Banderas en la calle

                Me pregunto cómo hemos llegado hasta aquí, cómo es posible que, de la noche a la mañana, las banderas hayan tomado la calle y no precisamente para celebrar un acontecimiento deportivo. Aunque la verdad es que se veía venir, precisamente algunos acontecimientos deportivos lo habían venido anunciando, aunque prefiriésemos ignorarlo, pensando que las cosas no llegarían mucho más lejos y porque la libertad de expresión ampara también la mala educación.

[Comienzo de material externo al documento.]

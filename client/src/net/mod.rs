//! Networking modules for the backend REST service.
//!
//! SYSTEM CONTEXT
//! ==============
//! `http` is the single configured client wrapper, `retry` its backoff
//! policy, `error` the failure taxonomy, `api` the per-resource operations,
//! and `types` the wire schema mirrored from the backend.

pub mod api;
pub mod error;
pub mod http;
pub mod retry;
pub mod types;
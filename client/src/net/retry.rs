//! Bounded retry with exponential backoff.
//!
//! TRADE-OFFS
//! ==========
//! Retries are blind: no idempotency key travels with the request, so a write
//! that reached the server before failing may be applied twice. The policy is
//! therefore chosen per call, and writes default to [`RetryPolicy::NONE`].

#[cfg(test)]
#[path = "retry_test.rs"]
mod retry_test;

use std::future::Future;
use std::time::Duration;

use super::error::ApiError;

/// How many times to attempt a call and how long to wait between attempts.
#[derive(Debug, Clone, Copy, PartialEq, Eq)]
pub struct RetryPolicy {
    /// Total attempts including the first one. Always at least 1.
    pub max_attempts: u32,
    /// Wait before the second attempt; doubles for each later attempt.
    pub initial_delay: Duration,
}

impl RetryPolicy {
    /// Single attempt, fail immediately.
    pub const NONE: Self = Self { max_attempts: 1, initial_delay: Duration::ZERO };

    /// Three attempts, waiting 1s then 2s.
    pub const STANDARD: Self = Self { max_attempts: 3, initial_delay: Duration::from_millis(1000) };

    #[must_use]
    pub const fn new(max_attempts: u32, initial_delay: Duration) -> Self {
        let max_attempts = if max_attempts == 0 { 1 } else { max_attempts };
        Self { max_attempts, initial_delay }
    }

    /// Delay slept after failed attempt number `attempt` (1-based).
    #[must_use]
    pub fn delay_after(&self, attempt: u32) -> Duration {
        let factor = 2_u32.saturating_pow(attempt.saturating_sub(1));
        self.initial_delay.saturating_mul(factor)
    }
}

impl Default for RetryPolicy {
    fn default() -> Self {
        Self::NONE
    }
}

/// Run `op` under `policy`, retrying transient failures.
///
/// Non-transient errors (401, other 4xx, decode failures) return immediately.
///
/// # Errors
///
/// Returns the last error once attempts are exhausted or a non-transient
/// error occurs.
pub async fn run<T, F, Fut>(policy: RetryPolicy, mut op: F) -> Result<T, ApiError>
where
    F: FnMut() -> Fut,
    Fut: Future<Output = Result<T, ApiError>>,
{
    let mut attempt = 1_u32;
    loop {
        match op().await {
            Ok(value) => return Ok(value),
            Err(err) if attempt < policy.max_attempts && err.is_transient() => {
                let delay = policy.delay_after(attempt);
                tracing::warn!(
                    attempt,
                    max_attempts = policy.max_attempts,
                    delay_ms = u64::try_from(delay.as_millis()).unwrap_or(u64::MAX),
                    error = %err,
                    "request failed; retrying"
                );
                tokio::time::sleep(delay).await;
                attempt += 1;
            }
            Err(err) => return Err(err),
        }
    }
}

                Yo también creo que la situación es preocupante, supongo que como lo es siempre en estos casos. Lo que sucede es que, esta vez, los acontecimientos no se desenvuelven en un país lejano, en las calles de ciudades cuyos nombres conocemos por los mapas. Es el patio de nuestra casa el que está revuelto, y de qué manera.
                Pero en realidad, empecé a preocuparme seriamente antes. Concretamente, el día en que el parlamento catalán decidió romper con la legalidad y aprobar, prácticamente por aclamación de algo más de la mitad de sus miembros (que, no lo olvidemos, representarían a menos de la mitad de los participantes en las últimas elecciones legislativas y a bastante menos de la mitad del electorado) y pasando como un rodillo sobre la otra mitad, la ley del referéndum. Bueno, la verdad es que había empezado a preocuparme bastante antes, cuando después de esas elecciones, en lugar de aceptar la realidad, a saber, que la mayoría de la sociedad catalana no apoyaba la independencia, y volver sobre sus pasos, amparándose en un más que cuestionable reparto de escaños que les favorecía, decidió seguir adelante con el procés so pretexto que ese era el ‘mandato’ que habían recibido de la ciudadanía (que hace falta ser cínico).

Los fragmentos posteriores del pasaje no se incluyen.